» Aim of the exercise
Output only the lines from the one holding "pub trait KoState: Position" to the end of the data below, please, copied exactly.

- Opening Delimiter -

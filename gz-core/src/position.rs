//! Position contracts consumed by the search.
//!
//! The board implementation lives outside this workspace; the search
//! only needs the small surface below. `history(0)` is the position
//! itself, `history(k)` the position `k` plies earlier.

use crate::board::{Color, Move, Vertex};

pub trait Position: Clone + Send + Sync {
    fn to_move(&self) -> Color;

    /// Consecutive passes so far. Two passes end the game.
    fn passes(&self) -> u8;

    fn stone(&self, v: Vertex) -> Option<Color>;

    fn is_legal(&self, color: Color, mv: Move) -> bool;

    /// True if `v` is an eye of `color`. Used only to avoid pass-like
    /// eye fills when a caller forbids passing.
    fn is_eye(&self, color: Color, v: Vertex) -> bool;

    fn play(&mut self, mv: Move);

    fn history(&self, ply: usize) -> Option<&Self>;

    /// Final score margin, positive when Black is ahead. Only
    /// meaningful once `passes() >= 2`.
    fn final_score(&self) -> f32;
}

/// A position that can check whole-board repetition.
pub trait KoState: Position {
    /// Would playing `v` for the side to move repeat a prior
    /// whole-board position?
    fn superko_after(&self, v: Vertex) -> bool;
}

- Closing Delimiter -

» Completed task
pub trait KoState: Position {
    /// Would playing `v` for the side to move repeat a prior
    /// whole-board position?
    fn superko_after(&self, v: Vertex) -> bool;
}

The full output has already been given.